Content starts
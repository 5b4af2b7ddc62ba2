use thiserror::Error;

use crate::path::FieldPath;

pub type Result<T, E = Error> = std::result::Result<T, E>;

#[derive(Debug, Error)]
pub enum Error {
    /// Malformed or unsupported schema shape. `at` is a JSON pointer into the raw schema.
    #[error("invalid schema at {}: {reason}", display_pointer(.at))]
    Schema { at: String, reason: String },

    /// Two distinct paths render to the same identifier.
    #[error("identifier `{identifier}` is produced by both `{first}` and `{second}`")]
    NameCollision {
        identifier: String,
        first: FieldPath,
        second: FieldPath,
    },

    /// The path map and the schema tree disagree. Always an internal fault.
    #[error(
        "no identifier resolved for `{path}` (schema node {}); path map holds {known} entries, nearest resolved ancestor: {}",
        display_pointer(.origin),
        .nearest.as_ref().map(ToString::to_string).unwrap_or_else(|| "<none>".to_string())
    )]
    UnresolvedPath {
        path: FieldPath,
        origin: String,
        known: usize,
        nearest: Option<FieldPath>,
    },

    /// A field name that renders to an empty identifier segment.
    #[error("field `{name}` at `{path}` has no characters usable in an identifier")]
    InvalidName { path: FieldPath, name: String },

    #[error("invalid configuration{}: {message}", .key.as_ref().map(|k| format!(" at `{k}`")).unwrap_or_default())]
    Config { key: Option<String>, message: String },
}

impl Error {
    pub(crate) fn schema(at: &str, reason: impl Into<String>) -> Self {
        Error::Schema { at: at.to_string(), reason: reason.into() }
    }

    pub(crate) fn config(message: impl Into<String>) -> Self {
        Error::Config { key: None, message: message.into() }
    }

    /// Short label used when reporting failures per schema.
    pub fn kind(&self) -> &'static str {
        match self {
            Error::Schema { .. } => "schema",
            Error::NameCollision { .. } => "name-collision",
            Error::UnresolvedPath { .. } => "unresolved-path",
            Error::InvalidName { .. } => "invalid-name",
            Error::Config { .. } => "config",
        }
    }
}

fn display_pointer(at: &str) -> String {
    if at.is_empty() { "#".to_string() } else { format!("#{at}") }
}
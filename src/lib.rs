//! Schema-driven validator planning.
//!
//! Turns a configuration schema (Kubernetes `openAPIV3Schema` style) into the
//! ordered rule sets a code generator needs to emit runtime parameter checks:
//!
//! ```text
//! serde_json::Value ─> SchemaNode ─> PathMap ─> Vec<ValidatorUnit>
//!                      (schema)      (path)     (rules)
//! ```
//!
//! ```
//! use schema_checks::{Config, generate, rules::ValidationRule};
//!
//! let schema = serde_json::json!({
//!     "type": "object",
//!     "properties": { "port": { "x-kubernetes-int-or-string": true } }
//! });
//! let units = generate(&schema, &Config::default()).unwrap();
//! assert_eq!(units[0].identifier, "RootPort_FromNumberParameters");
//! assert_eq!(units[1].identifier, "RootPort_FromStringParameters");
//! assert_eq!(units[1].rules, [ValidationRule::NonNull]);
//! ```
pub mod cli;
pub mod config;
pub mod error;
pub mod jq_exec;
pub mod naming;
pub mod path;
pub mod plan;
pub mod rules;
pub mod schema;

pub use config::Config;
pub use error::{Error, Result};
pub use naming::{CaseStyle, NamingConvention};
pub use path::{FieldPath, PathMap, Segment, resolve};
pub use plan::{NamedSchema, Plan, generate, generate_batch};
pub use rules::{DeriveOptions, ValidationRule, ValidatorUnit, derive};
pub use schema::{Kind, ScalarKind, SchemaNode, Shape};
Content ends
Content starts
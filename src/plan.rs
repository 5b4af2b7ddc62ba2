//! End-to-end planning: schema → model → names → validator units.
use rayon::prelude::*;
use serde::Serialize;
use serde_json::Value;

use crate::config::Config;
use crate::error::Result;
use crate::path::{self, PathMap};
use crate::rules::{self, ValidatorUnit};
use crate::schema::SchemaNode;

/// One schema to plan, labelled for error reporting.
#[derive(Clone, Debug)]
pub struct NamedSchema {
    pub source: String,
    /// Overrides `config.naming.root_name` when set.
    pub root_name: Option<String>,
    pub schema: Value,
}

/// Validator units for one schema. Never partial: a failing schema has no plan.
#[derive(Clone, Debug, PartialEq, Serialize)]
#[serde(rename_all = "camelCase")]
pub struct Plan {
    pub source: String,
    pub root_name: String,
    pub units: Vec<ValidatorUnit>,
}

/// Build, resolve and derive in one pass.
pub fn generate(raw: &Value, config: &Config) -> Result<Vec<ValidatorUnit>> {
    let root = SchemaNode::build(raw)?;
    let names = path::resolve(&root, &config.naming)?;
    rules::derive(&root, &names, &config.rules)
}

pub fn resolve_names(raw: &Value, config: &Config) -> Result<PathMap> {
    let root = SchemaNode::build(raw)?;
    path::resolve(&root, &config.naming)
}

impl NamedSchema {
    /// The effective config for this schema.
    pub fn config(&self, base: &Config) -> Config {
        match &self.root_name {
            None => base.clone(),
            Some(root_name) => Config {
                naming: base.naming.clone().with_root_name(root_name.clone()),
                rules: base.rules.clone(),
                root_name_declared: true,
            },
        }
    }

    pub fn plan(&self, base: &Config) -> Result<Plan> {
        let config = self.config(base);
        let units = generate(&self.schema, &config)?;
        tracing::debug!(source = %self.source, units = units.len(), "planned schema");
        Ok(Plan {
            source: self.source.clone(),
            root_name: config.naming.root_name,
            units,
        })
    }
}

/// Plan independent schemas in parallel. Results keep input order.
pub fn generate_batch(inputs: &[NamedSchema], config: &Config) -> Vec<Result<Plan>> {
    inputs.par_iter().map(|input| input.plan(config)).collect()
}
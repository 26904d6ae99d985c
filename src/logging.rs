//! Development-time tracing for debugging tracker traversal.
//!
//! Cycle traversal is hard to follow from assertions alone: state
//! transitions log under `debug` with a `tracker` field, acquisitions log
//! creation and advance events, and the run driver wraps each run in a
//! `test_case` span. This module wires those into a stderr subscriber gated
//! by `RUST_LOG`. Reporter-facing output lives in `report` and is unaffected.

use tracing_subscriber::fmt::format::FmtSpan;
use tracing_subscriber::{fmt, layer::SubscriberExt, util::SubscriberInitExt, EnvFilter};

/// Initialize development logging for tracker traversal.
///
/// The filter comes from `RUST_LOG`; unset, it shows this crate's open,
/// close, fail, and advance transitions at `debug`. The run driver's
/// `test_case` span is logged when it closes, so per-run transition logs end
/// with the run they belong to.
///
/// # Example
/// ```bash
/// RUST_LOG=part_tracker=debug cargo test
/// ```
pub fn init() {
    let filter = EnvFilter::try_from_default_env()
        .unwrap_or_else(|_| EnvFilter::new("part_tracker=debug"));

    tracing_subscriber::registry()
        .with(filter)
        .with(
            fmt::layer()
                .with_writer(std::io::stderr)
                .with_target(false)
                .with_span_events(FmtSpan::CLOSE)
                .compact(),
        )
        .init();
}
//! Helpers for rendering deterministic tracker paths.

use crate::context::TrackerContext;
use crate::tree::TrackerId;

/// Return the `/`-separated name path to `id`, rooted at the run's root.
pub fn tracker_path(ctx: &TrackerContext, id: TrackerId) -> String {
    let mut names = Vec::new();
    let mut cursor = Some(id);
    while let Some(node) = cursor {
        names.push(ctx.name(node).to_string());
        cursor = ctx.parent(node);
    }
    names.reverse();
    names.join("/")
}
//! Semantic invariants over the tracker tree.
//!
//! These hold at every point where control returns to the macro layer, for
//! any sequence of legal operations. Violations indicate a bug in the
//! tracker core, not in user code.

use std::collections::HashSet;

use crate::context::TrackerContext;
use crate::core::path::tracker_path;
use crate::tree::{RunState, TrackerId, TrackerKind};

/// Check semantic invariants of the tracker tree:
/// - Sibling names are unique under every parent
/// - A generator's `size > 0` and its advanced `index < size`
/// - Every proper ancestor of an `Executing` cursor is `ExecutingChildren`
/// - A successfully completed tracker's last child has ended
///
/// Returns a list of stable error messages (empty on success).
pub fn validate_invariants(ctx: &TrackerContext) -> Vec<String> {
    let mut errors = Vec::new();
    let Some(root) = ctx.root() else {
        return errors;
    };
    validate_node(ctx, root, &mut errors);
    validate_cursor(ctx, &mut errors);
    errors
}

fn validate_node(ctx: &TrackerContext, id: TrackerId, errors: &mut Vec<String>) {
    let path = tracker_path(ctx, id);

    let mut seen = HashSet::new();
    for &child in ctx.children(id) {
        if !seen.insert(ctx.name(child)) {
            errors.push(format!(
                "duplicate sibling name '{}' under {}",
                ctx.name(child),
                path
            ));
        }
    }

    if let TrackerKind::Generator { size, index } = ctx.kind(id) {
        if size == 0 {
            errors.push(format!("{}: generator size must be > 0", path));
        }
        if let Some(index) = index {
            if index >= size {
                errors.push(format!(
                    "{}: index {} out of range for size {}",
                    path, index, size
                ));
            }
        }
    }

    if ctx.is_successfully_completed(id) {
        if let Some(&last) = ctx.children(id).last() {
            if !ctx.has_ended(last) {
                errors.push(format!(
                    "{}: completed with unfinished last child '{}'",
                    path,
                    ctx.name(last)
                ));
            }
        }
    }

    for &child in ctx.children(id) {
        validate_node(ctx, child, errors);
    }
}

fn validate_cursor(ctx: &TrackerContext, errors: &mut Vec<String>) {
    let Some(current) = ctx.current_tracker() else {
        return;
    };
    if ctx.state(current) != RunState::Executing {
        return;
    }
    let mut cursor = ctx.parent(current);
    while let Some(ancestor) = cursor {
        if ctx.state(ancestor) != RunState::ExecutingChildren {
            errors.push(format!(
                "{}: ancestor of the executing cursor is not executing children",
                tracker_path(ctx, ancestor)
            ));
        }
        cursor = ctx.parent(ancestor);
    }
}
Content ends
**AIM OF THE TASK**
Using the material above, tally the lines that hold the string "last". Reply with the number alone.

**SOLUTION FOR THIS EXERCISE**
5